Key Learning Objectives
- Understand why purpose-built scientific AI outperforms general LLMs for R&D
- Gain insight from real use cases: indication expansion, MoA analysis, Phase 3 support
- Know how to scale AI adoption from early pilots to team-wide practice
Who Should Attend
- R&D Scientists, Computational Biologists, Heads of Drug Discovery, Medical Affairs Leaders, Heads of R&D, Chief Scientific Officers
- Translational Scientists, R&D VPs and CSOs, Regulatory Affairs, Clinical Operations, Bioinformaticians
Speakers:
Joe Gigliotti, MD, MBA
Strategic Client Partner
Causaly
Joe Gigliotti, MD, MBA is Strategic Client Partner at Causaly, the agentic AI platform for life sciences.
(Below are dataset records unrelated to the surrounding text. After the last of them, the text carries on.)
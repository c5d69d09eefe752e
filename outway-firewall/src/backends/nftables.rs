//! nftables backend: one table `outway`, a set `outway_marks_<iface>`
//! typed `{ ipv4_addr : timeout }`, one rule per interface routing matched
//! packets via `meta mark set <fwmark>`.
//!
//! Uses raw `nftnl`+`mnl` batches sent over a netlink socket, rather than
//! shelling out to `nft`.

#![cfg(target_os = "linux")]

use std::collections::HashMap;
use std::net::IpAddr;
use std::sync::Arc;
use std::time::Duration;

use async_trait::async_trait;
use nftnl::expr::{self, Immediate, Register};
use nftnl::{nft_expr, Batch, Chain, ChainType, Hook, MsgType, ProtoFamily, Rule, Set, SetKey, Table};
use parking_lot::Mutex;

use crate::backend::{derive_tunnel_info, validate_mark_input, FirewallBackend, TunnelInfo};
use crate::error::{Error, Result};
use crate::netlink_ops::{NetlinkOps, RealNetlinkOps, RuleSpec};

const TABLE_NAME: &std::ffi::CStr = c"outway";

fn set_name(iface: &str) -> String {
    format!("outway_marks_{iface}")
}

fn chain_name(iface: &str) -> String {
    format!("OUTWAY_{iface}")
}

fn send_batch(batch: &nftnl::FinalizedBatch) -> Result<()> {
    let socket = mnl::Socket::new(mnl::Bus::Netfilter).map_err(|e| Error::BackendFailure(format!("netlink socket: {e}")))?;
    let portid = socket.portid();
    socket.send_all(batch).map_err(|e| Error::BackendFailure(format!("send batch: {e}")))?;

    let mut buffer = vec![0; nftnl::nft_nlmsg_maxsize() as usize];
    let mut expected_seqs = batch.sequence_numbers();
    while !expected_seqs.is_empty() {
        let messages = socket.recv(&mut buffer[..]).map_err(|e| Error::BackendFailure(format!("recv: {e}")))?;
        for message in messages {
            let message = message.map_err(|e| Error::BackendFailure(format!("netlink message: {e}")))?;
            let expected = expected_seqs
                .next()
                .ok_or_else(|| Error::BackendFailure("unexpected ACK from netfilter".into()))?;
            mnl::cb_run(message, expected, portid).map_err(|e| Error::BackendFailure(format!("ACK error: {e}")))?;
        }
    }
    Ok(())
}

fn delete_table(ignore_enoent: bool) -> Result<()> {
    let table = Table::new(TABLE_NAME, ProtoFamily::Ipv4);
    let mut batch = Batch::new();
    batch.add(&table, MsgType::Del);
    match send_batch(&batch.finalize()) {
        Ok(()) => Ok(()),
        Err(e) if ignore_enoent && e.to_string().contains("No such file or directory") => Ok(()),
        Err(e) => Err(e),
    }
}

pub struct NfTablesBackend {
    netlink: Arc<dyn NetlinkOps>,
    tunnels: Mutex<HashMap<String, TunnelInfo>>,
    policies_ensured: Mutex<std::collections::HashSet<String>>,
}

impl NfTablesBackend {
    pub fn new() -> Result<Self> {
        Ok(Self {
            netlink: Arc::new(RealNetlinkOps::new()?),
            tunnels: Mutex::new(HashMap::new()),
            policies_ensured: Mutex::new(std::collections::HashSet::new()),
        })
    }
}

#[async_trait]
impl FirewallBackend for NfTablesBackend {
    async fn initialize_tunnels(&self, ifaces: &[String]) -> Result<HashMap<String, TunnelInfo>> {
        let mut batch = Batch::new();
        let table = Table::new(TABLE_NAME, ProtoFamily::Ipv4);
        batch.add(&table, MsgType::Add);
        send_batch(&batch.finalize())?;

        let mut tunnels = self.tunnels.lock();
        for iface in ifaces {
            let info = *tunnels.entry(iface.clone()).or_insert_with(|| derive_tunnel_info(iface));
            self.netlink
                .rule_add(&RuleSpec {
                    fw_mark: info.fwmark,
                    table_id: info.table_id,
                    priority: info.priority,
                })
                .await?;
        }
        Ok(tunnels.clone())
    }

    async fn ensure_policy(&self, iface: &str) -> Result<()> {
        if self.policies_ensured.lock().contains(iface) {
            return Ok(());
        }
        let fwmark = self
            .tunnels
            .lock()
            .get(iface)
            .map(|t| t.fwmark)
            .ok_or_else(|| Error::UnknownInterface(iface.to_string()))?;

        let table = Table::new(TABLE_NAME, ProtoFamily::Ipv4);
        let mut batch = Batch::new();

        let set_name = set_name(iface);
        let set_cstr = std::ffi::CString::new(set_name.clone()).unwrap();
        let mut set = Set::<IpAddr>::new(&set_cstr, 0, &table, nftnl::set::SetKeyType::ipv4_addr());
        set.set_timeout(Duration::from_secs(0));
        batch.add(&set, MsgType::Add);

        let chain_cstr = std::ffi::CString::new(chain_name(iface)).unwrap();
        let mut chain = Chain::new(&chain_cstr, &table);
        chain.set_hook(Hook::Out, 0);
        chain.set_type(ChainType::Route);
        batch.add(&chain, MsgType::Add);

        let mut rule = Rule::new(&chain);
        rule.add_expr(&nft_expr!(ip daddr));
        rule.add_expr(&expr::LookupKey::new(&set));
        rule.add_expr(&Immediate::new(fwmark, Register::Reg1));
        rule.add_expr(&nft_expr!(meta mark set));
        batch.add(&rule, MsgType::Add);

        send_batch(&batch.finalize())?;
        self.policies_ensured.lock().insert(iface.to_string());
        Ok(())
    }

    async fn mark_ip(&self, iface: &str, ip: IpAddr, ttl: Duration) -> Result<()> {
        validate_mark_input(iface)?;
        self.ensure_policy(iface).await?;

        let table = Table::new(TABLE_NAME, ProtoFamily::Ipv4);
        let set_cstr = std::ffi::CString::new(set_name(iface)).unwrap();
        let set = Set::<IpAddr>::new(&set_cstr, 0, &table, nftnl::set::SetKeyType::ipv4_addr());

        let mut batch = Batch::new();
        let mut elem = nftnl::set::Element::new(&set, ip);
        elem.set_timeout(ttl);
        batch.add(&elem, MsgType::Add);
        send_batch(&batch.finalize())
    }

    async fn flush_runtime(&self) -> Result<()> {
        delete_table(true)?;
        self.policies_ensured.lock().clear();
        Ok(())
    }

    async fn cleanup_all(&self) -> Result<()> {
        self.flush_runtime().await?;
        self.tunnels.lock().clear();
        Ok(())
    }

    async fn get_tunnel_info(&self, iface: &str) -> Option<TunnelInfo> {
        self.tunnels.lock().get(iface).copied()
    }

    fn name(&self) -> &'static str {
        "nftables"
    }
}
A former Partner at Boston Consulting Group and graduate of Geisel School of Medicine at Dartmouth, Joe brings deep clinical and strategic expertise to his work with enterprise R&D teams. At Causaly, he focuses on helping organizations move from isolated AI pilots to durable, team-wide scientific capability.
Vinayagam Arunachalam
Senior Director, Head of Computational & Systems Biology
Takeda
Vinayagam Arunachalam is Senior Director and Head of Computational & Systems Biology in Takeda's GI² Early Clinical Development unit. With 18+ years spanning Pfizer, Harvard Medical School, and the German Cancer Research Center, Vinu leads strategies for target identification, biomarker discovery, and disease pathway analysis. He has published 30+ peer-reviewed articles and authored a book on AI/ML in life sciences.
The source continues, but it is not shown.